Give the number of lines below that hold "what", and only that.
___ Provided records ___
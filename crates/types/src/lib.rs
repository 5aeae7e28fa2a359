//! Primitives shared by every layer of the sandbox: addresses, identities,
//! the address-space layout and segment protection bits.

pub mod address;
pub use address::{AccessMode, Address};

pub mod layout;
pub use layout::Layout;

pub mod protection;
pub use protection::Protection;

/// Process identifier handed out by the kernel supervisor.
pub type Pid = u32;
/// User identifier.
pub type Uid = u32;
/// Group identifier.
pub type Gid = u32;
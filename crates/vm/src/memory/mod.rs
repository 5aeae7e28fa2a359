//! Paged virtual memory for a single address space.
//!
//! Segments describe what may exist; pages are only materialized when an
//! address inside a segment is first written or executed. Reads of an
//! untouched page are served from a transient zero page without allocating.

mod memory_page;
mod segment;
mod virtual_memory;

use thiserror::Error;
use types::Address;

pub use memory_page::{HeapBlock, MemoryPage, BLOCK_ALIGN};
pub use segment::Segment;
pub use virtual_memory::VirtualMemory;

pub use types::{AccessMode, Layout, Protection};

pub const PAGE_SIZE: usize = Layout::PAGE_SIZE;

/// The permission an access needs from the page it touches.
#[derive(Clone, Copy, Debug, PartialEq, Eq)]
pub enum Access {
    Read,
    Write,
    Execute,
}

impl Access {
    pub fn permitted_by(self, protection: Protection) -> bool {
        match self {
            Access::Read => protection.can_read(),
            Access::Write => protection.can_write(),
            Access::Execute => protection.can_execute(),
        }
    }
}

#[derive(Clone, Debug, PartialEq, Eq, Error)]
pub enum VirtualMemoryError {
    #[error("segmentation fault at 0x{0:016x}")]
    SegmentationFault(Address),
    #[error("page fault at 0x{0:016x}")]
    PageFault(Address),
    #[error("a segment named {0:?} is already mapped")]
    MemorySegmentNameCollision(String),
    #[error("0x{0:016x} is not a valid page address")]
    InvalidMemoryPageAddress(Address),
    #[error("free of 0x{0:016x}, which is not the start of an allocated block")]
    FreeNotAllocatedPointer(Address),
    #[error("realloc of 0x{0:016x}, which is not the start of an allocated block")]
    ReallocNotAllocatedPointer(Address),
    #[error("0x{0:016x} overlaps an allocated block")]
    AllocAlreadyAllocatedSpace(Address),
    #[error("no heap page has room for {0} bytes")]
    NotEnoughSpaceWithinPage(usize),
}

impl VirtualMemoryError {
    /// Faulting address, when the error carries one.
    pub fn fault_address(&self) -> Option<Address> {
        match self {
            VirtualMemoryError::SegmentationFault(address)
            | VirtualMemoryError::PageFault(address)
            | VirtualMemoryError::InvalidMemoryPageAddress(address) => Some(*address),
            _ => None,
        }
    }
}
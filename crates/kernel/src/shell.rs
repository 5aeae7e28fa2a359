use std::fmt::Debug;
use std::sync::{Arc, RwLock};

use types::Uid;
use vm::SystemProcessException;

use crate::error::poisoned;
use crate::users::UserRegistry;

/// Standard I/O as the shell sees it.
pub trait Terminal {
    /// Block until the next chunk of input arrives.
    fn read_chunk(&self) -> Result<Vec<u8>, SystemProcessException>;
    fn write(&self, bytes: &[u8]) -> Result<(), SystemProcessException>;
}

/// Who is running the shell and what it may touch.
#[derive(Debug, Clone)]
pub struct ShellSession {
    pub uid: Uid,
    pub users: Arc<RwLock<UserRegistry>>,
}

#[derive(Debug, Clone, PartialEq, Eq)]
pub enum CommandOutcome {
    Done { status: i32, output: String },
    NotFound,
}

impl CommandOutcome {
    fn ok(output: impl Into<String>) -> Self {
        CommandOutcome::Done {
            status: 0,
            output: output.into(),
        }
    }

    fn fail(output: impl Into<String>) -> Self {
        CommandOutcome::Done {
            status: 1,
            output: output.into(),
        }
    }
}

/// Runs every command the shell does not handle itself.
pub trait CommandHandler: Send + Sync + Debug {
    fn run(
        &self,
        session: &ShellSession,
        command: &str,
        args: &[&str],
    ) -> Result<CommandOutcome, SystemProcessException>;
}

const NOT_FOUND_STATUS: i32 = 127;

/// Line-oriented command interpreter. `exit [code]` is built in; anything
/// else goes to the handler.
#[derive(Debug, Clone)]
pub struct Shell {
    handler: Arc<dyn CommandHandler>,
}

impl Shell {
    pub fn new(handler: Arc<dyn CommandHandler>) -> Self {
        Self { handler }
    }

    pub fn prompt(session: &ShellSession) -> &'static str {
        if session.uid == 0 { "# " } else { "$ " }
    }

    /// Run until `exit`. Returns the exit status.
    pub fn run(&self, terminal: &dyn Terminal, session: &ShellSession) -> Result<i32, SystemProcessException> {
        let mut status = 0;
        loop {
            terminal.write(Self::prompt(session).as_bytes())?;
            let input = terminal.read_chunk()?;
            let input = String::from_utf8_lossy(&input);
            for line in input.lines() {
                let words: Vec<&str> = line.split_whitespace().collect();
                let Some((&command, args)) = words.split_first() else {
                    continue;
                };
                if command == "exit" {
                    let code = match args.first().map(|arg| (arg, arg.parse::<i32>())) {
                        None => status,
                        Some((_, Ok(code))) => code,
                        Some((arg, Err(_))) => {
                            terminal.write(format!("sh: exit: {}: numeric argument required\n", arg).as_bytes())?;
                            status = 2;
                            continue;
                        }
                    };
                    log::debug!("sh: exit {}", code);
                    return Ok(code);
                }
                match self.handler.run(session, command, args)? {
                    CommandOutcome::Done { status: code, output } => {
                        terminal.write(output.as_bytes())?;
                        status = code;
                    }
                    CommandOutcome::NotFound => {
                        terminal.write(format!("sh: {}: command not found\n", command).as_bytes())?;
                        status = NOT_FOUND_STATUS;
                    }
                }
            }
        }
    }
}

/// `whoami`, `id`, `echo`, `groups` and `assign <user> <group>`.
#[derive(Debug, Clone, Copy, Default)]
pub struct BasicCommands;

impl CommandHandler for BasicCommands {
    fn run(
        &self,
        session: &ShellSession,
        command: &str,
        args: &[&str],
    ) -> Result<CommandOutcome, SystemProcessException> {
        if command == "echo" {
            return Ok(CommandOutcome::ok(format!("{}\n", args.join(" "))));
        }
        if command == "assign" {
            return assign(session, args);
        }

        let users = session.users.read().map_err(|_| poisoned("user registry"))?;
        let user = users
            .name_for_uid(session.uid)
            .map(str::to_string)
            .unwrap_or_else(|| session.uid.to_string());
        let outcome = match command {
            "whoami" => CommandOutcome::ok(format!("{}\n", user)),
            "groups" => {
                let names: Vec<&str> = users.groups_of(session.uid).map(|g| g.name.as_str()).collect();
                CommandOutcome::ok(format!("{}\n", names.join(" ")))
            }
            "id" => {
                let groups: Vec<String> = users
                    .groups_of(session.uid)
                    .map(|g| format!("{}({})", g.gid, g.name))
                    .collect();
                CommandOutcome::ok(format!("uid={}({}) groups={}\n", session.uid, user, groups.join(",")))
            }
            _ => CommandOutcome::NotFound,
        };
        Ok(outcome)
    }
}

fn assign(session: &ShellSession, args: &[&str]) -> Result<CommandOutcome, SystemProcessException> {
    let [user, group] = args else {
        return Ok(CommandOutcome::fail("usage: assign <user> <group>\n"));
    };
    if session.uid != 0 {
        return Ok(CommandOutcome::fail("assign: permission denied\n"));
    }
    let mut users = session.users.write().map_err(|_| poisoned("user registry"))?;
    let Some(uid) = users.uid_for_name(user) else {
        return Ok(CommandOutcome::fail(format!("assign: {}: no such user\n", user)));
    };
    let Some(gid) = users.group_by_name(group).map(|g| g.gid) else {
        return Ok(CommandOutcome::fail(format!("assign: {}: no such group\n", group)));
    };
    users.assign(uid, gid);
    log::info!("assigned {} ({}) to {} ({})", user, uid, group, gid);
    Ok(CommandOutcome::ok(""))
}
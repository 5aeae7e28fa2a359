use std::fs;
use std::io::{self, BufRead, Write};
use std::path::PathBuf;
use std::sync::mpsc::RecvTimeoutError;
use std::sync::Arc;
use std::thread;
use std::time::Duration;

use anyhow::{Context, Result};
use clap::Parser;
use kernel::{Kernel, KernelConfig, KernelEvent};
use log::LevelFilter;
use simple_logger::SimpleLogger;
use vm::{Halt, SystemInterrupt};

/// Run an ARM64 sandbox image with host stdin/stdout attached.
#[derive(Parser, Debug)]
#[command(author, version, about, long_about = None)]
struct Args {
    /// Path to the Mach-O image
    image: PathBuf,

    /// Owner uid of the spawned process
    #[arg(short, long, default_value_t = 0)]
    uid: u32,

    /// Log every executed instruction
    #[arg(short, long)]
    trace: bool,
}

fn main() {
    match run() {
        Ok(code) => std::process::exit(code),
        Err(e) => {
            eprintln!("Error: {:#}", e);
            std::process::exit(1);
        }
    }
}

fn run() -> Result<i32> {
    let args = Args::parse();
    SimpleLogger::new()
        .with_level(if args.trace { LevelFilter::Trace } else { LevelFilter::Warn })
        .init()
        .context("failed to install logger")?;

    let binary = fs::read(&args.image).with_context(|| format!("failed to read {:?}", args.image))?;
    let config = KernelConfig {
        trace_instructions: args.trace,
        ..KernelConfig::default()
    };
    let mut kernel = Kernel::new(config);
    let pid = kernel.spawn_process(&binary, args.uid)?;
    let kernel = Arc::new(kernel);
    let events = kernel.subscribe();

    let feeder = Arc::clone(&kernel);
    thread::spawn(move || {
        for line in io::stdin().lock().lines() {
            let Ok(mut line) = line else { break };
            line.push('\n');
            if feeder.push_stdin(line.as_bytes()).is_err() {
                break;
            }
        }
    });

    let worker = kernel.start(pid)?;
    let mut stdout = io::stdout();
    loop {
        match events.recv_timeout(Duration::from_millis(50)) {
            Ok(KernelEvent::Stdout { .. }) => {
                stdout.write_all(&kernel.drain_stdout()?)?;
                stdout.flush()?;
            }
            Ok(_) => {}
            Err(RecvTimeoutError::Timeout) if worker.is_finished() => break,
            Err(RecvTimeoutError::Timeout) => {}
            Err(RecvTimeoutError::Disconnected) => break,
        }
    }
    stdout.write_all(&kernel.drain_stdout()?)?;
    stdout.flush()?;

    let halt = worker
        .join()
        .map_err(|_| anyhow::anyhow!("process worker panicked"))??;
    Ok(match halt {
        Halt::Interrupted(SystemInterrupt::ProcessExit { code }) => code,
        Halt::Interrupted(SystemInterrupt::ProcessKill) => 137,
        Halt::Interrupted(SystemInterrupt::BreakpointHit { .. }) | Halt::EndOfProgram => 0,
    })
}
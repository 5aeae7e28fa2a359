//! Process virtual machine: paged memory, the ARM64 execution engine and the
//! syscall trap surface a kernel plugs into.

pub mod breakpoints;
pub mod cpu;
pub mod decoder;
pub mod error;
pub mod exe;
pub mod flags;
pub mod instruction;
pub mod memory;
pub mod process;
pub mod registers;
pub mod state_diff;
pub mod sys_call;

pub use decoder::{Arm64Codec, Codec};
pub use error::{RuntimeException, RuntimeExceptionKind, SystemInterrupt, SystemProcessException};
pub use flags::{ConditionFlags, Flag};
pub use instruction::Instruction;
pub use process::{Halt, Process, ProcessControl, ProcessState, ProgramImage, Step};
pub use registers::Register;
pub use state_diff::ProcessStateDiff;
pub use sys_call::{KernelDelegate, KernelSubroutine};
___
___ Provided records ___
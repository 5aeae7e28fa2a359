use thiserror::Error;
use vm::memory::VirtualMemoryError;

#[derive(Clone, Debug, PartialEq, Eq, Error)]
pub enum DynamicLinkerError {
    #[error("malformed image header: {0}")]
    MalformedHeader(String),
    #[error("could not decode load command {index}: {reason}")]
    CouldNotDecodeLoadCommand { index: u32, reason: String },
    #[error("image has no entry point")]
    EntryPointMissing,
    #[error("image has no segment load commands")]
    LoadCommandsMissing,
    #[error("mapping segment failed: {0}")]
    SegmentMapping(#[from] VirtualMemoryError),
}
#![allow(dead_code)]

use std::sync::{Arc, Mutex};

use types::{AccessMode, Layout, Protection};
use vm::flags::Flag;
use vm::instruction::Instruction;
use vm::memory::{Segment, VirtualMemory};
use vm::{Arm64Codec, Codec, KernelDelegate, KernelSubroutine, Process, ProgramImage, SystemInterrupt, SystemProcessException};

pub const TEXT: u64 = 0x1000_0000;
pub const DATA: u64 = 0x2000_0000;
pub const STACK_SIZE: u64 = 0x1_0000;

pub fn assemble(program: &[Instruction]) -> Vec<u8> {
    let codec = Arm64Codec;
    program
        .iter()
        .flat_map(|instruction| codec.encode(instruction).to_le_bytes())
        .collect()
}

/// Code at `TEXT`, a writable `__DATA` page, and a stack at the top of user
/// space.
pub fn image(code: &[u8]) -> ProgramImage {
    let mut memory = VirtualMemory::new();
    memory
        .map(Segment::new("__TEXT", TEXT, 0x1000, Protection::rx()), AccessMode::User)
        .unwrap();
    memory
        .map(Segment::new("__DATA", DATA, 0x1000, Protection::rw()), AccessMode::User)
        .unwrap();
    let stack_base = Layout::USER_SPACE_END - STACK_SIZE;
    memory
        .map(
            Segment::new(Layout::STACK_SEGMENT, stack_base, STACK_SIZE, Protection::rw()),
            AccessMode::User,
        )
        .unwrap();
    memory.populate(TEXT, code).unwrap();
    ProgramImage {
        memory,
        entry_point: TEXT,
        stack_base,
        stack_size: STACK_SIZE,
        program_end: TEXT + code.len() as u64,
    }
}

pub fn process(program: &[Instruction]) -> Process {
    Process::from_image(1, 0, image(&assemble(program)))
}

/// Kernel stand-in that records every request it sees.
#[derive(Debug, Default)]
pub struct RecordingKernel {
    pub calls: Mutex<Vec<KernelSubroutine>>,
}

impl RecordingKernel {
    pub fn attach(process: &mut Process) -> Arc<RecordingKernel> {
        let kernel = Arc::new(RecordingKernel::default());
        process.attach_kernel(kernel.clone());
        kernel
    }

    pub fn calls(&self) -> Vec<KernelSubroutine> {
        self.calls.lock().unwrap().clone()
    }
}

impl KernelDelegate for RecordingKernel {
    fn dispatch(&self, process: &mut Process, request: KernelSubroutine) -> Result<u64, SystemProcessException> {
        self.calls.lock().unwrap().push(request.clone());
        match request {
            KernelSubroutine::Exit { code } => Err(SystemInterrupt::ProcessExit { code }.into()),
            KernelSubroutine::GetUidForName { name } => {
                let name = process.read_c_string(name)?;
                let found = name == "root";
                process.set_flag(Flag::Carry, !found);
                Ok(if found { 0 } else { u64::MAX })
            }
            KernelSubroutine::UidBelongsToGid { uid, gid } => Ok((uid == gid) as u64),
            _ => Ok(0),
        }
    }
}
___
___ Provided records ___
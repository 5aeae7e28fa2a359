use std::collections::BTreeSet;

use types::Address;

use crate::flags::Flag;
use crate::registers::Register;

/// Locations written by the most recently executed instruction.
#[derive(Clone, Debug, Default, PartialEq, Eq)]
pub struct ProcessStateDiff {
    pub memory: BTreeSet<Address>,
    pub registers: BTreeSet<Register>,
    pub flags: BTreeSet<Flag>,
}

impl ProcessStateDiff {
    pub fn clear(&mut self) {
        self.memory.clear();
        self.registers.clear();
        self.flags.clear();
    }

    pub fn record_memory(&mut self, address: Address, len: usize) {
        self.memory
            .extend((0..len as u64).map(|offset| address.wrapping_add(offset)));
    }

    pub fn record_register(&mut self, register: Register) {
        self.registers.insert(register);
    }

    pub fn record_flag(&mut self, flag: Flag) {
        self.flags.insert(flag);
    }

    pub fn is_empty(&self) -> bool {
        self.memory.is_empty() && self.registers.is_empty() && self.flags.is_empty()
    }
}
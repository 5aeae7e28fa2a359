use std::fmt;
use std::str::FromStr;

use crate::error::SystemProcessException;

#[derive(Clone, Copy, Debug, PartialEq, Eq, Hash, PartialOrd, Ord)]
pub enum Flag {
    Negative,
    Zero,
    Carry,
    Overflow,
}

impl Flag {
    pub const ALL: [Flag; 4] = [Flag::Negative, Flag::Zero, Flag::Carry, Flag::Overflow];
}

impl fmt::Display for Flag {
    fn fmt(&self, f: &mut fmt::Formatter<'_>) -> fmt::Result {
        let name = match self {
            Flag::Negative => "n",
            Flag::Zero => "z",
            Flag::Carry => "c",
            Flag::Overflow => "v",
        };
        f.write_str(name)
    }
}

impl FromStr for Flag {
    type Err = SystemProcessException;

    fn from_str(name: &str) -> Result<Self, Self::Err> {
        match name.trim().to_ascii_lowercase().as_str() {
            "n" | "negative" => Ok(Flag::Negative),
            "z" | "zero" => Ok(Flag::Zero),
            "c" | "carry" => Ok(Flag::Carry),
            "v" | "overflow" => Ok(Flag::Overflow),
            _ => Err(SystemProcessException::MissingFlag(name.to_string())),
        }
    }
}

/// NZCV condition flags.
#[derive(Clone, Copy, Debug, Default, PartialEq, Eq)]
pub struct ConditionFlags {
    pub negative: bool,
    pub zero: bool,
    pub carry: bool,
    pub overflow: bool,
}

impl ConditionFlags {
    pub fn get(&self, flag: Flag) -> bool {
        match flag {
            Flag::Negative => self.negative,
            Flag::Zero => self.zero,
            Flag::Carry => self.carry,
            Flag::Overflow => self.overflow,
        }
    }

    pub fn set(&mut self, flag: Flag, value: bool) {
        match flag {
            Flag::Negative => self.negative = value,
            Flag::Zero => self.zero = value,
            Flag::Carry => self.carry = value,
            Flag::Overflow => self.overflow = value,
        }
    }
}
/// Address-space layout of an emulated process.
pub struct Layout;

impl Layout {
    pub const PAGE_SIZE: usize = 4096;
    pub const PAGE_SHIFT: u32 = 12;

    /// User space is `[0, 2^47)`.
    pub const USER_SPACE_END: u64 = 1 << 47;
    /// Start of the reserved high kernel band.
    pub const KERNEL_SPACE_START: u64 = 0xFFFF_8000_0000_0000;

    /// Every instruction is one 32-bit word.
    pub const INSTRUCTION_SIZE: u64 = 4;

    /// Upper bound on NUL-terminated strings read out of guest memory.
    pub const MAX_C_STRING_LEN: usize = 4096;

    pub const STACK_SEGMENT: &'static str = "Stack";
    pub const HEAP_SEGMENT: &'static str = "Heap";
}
___
* **Result for this task**
2